Past weather emergencies have strengthened the storm-tested cancer center
Extensive emergency planning, collaboration and a strong commitment to patients were crucial to the cancer center maintaining operations during the unprecedented event
Sixteen years before rain from Hurricane Harvey formed a moat around MD Anderson, Tropical Storm Allison changed how the cancer center thought about natural disasters.
That storm dumped 5 feet of water on the Texas Medical Center, where MD Anderson is located, causing nine nearby hospitals to flood or lose power. MD Anderson remained operational during Allison but sustained damage to electrical systems and medical equipment in the basement of the Main Building, which houses the cancer center’s inpatient hospital and some outpatient clinics and research labs.

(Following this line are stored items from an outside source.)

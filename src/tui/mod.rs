mod breathe;
mod help;
mod notes;
mod state;

use crate::model::{AppConfig, AppEvent, InfoEvent, SessionState};
use crate::orchestrator::{self, UiCommand};
use crate::session::{sound, SessionController};
use crate::storage::{self, NoteStore};
use anyhow::{Context, Result};
use crossterm::{
    event::{self, Event, KeyCode, KeyEventKind, KeyModifiers},
    execute,
    terminal::{disable_raw_mode, enable_raw_mode, EnterAlternateScreen, LeaveAlternateScreen},
};
use ratatui::{
    backend::CrosstermBackend,
    layout::{Constraint, Direction, Layout, Rect},
    style::Color,
    style::Style,
    text::Line,
    widgets::{Block, Borders, Tabs},
    Terminal,
};
use state::{UiState, TAB_BREATHE, TAB_COUNT, TAB_HELP, TAB_NOTES};
use std::sync::Arc;
use std::{io, time::Duration, time::Instant};
use tokio::sync::mpsc;
use tokio::sync::mpsc::error::TryRecvError;
use tokio::sync::mpsc::{UnboundedReceiver, UnboundedSender};
use tracing::info;

pub async fn run(cfg: AppConfig) -> Result<()> {
    // Unbounded channels: the animation must never block on a slow frame.
    let (event_tx, event_rx) = mpsc::unbounded_channel::<AppEvent>();
    let (cmd_tx, cmd_rx) = mpsc::unbounded_channel::<UiCommand>();

    let db_path = cfg.db_path.clone();
    let store = tokio::task::spawn_blocking(move || NoteStore::open(&db_path))
        .await
        .context("note store task failed")?
        .with_context(|| format!("open note store {}", cfg.db_path.display()))?;

    let (player, sound_warning) = sound::build_player(&cfg.sound_path, cfg.sound_enabled);
    let session = SessionController::new(cfg.timing, player, event_tx.clone());
    if let Some(w) = sound_warning {
        let _ = event_tx.send(AppEvent::Info(InfoEvent::SoundUnavailable(w)));
    }
    info!(db = %cfg.db_path.display(), "starting ui");

    // TUI runs in a dedicated thread to keep all blocking terminal I/O off the runtime.
    let db_label = cfg.db_path.display().to_string();
    let ui_handle = std::thread::spawn(move || run_threaded(db_label, event_rx, cmd_tx));

    let res = orchestrator::run_controller(session, Arc::new(store), event_tx, cmd_rx).await;

    let join_res = tokio::task::spawn_blocking(move || ui_handle.join()).await;
    if let Ok(joined) = join_res {
        match joined {
            Ok(Ok(())) => {}
            Ok(Err(e)) => return Err(e),
            Err(_) => return Err(anyhow::anyhow!("TUI thread panicked")),
        }
    }

    res
}

/// Run the TUI loop on a dedicated thread. `UiState` never leaves this thread.
pub fn run_threaded(
    db_label: String,
    mut event_rx: UnboundedReceiver<AppEvent>,
    cmd_tx: UnboundedSender<UiCommand>,
) -> Result<()> {
    enable_raw_mode().context("enable raw mode")?;
    let mut stdout = io::stdout();
    execute!(stdout, EnterAlternateScreen).ok();

    let backend = CrosstermBackend::new(stdout);
    let mut terminal = Terminal::new(backend).context("create terminal")?;
    terminal.clear().ok();

    let mut state = UiState {
        db_label,
        ..Default::default()
    };

    let tick_rate = Duration::from_millis(50);
    let mut last_tick = Instant::now();

    let res = 'ui: loop {
        // Drain without blocking; every visible change is applied here, on this thread.
        loop {
            match event_rx.try_recv() {
                Ok(ev) => apply_event(&mut state, ev),
                Err(TryRecvError::Empty) => break,
                Err(TryRecvError::Disconnected) => break 'ui Ok(()),
            }
        }

        if last_tick.elapsed() >= tick_rate {
            terminal.draw(|f| draw(f.area(), f, &state)).ok();
            last_tick = Instant::now();
        }

        // Poll input with a short timeout to avoid blocking the render loop.
        if event::poll(Duration::from_millis(10)).unwrap_or(false) {
            if let Ok(Event::Key(k)) = event::read() {
                if k.kind != KeyEventKind::Press {
                    continue;
                }
                if let Some(cmd) = handle_key(&mut state, k.code, k.modifiers) {
                    let quit = cmd == UiCommand::Quit;
                    let _ = cmd_tx.send(cmd);
                    if quit {
                        break Ok(());
                    }
                }
            }
        }
    };

    disable_raw_mode().ok();
    let mut stdout = io::stdout();
    execute!(stdout, LeaveAlternateScreen).ok();
    res
}

/// Translate a key press into UI state changes and, when needed, a controller command.
fn handle_key(state: &mut UiState, code: KeyCode, modifiers: KeyModifiers) -> Option<UiCommand> {
    if modifiers.contains(KeyModifiers::CONTROL) && code == KeyCode::Char('c') {
        return Some(UiCommand::Quit);
    }

    if state.draft_editing {
        match code {
            KeyCode::Enter => {
                state.draft_editing = false;
                return Some(UiCommand::SaveNote(state.draft.clone()));
            }
            KeyCode::Esc => state.draft_editing = false,
            KeyCode::Backspace => {
                state.draft.pop();
            }
            KeyCode::Char(c) => state.draft.push(c),
            _ => {}
        }
        return None;
    }

    match code {
        KeyCode::Char('q') => Some(UiCommand::Quit),
        KeyCode::Char('s') => Some(UiCommand::StartOrResume),
        KeyCode::Enter if state.tab == TAB_BREATHE => Some(UiCommand::StartOrResume),
        KeyCode::Char('p') => Some(UiCommand::Pause),
        KeyCode::Char('x') => Some(UiCommand::Stop),
        KeyCode::Tab => {
            state.tab = (state.tab + 1) % TAB_COUNT;
            None
        }
        KeyCode::Char('?') => {
            state.tab = TAB_HELP;
            None
        }
        _ if state.tab != TAB_NOTES => None,
        KeyCode::Char('n') | KeyCode::Char('i') => {
            state.draft_editing = true;
            None
        }
        KeyCode::Up | KeyCode::Char('k') => {
            state.select_prev();
            None
        }
        KeyCode::Down | KeyCode::Char('j') => {
            state.select_next();
            None
        }
        KeyCode::Char('d') => Some(UiCommand::DeleteNote(state.selected_note_id())),
        KeyCode::Char('r') => Some(UiCommand::RefreshNotes),
        KeyCode::Char('e') => match export_path() {
            Ok(path) => Some(UiCommand::ExportNotes(path)),
            Err(e) => {
                state.info = format!("Export failed: {e:#}");
                None
            }
        },
        _ => None,
    }
}

/// Export target in the current directory, named after the current time.
fn export_path() -> Result<std::path::PathBuf> {
    let name = format!(
        "panic-notes-{}.json",
        storage::now_timestamp().replace([' ', ':'], "-")
    );
    let current_dir = std::env::current_dir().context("get current directory")?;
    Ok(current_dir.join(name))
}

fn apply_event(state: &mut UiState, ev: AppEvent) {
    match ev {
        AppEvent::SessionChanged { state: session } => {
            state.session = session;
            if session == SessionState::Idle {
                state.reset_circle();
            }
        }
        AppEvent::Prompt(msg) => state.prompt = msg,
        AppEvent::Breath {
            phase,
            radius,
            bounds,
        } => {
            // Late frames from an aborted animation must not move an idle circle.
            if state.session != SessionState::Idle {
                state.phase = Some(phase);
                state.radius = radius;
                state.bounds = bounds;
            }
        }
        AppEvent::NotesLoaded { notes } => state.set_notes(notes),
        AppEvent::Info(info) => {
            match &info {
                InfoEvent::NoteSaved { .. } => state.draft.clear(),
                InfoEvent::SoundUnavailable(w) => state.sound_warning = Some(w.clone()),
                _ => {}
            }
            state.info = info.to_message();
        }
    }
}

fn draw(area: Rect, f: &mut ratatui::Frame, state: &UiState) {
    let chunks = Layout::default()
        .direction(Direction::Vertical)
        .constraints([Constraint::Length(3), Constraint::Min(0)].as_ref())
        .split(area);

    let tabs = Tabs::new(vec![
        Line::from("Breathe"),
        Line::from("Notes"),
        Line::from("Help"),
    ])
    .select(state.tab)
    .block(Block::default().borders(Borders::ALL).title("panic-relief"))
    .highlight_style(Style::default().fg(Color::Yellow));
    f.render_widget(tabs, chunks[0]);

    match state.tab {
        TAB_BREATHE => breathe::draw_breathe(chunks[1], f, state),
        TAB_NOTES => notes::draw_notes(chunks[1], f, state),
        _ => help::draw_help(chunks[1], f),
    }
}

“I don’t remember anything that changed the way we thought about our facilities like Allison did,” says Janet Sisolak, director of MD Anderson’s capital projects. “For one, we had to think differently about where we put critical equipment.”
Elevate and barricade
Of all of MD Anderson’s facilities, the Main Building is the most vulnerable to flooding from nearby Brays Bayou. The institution’s South and Mid Campus buildings are situated on higher ground, and Mays Clinic and the Cancer Prevention Building were built with elevated foundations following Allison.
The institution ultimately received more than $30 million in Federal Emergency Management Agency (FEMA) grants to relocate emergency power equipment, water pumps and medical gas systems to the second floor of the cancer center’s Lutheran Pavilion, 45 feet above sea level and well above the 500-year floodplain.
The Main Building’s first-floor façade was replaced with a 47-inch concrete floodwall that includes aquarium-grade windowpanes.
“People wonder why the windows are so high up in the Main Building’s Clark Clinic. That’s why,” Sisolak says.
Externally, floodgates that automatically rise when filled with rainwater surround the floodwall. FEMA funds also were used to double the size of storm drains running beneath Bates Street in the Texas Medical Center to nearby Brays Bayou.
“Should floodwaters breach the floodgates or floodwall, the basement is compartmentalized,” says Greg Hudgins, facilities project director. “One area may be sealed from another with a submarine-grade steel door.”
Mitigating damage before it occurs
When Houston took a direct hit from Hurricane Ike in 2008, the floodgates performed well, but wind and debris broke windows across the city.
That’s when MD Anderson installed shutters outside the intensive care unit and placed a protective film on the windowpanes of all patient care rooms.
“Each of these disasters brings new considerations,” says Richard Fitzgerald, architecture services director.
Real-time damage assessment and strong teamwork helped contain Harvey-related damage, says Tim Peglow, associate vice president for patient care and prevention facilities, who’s grateful that inpatients and families didn’t feel the impact of this most recent storm.
“They felt safe, knowing they were being taken care of.”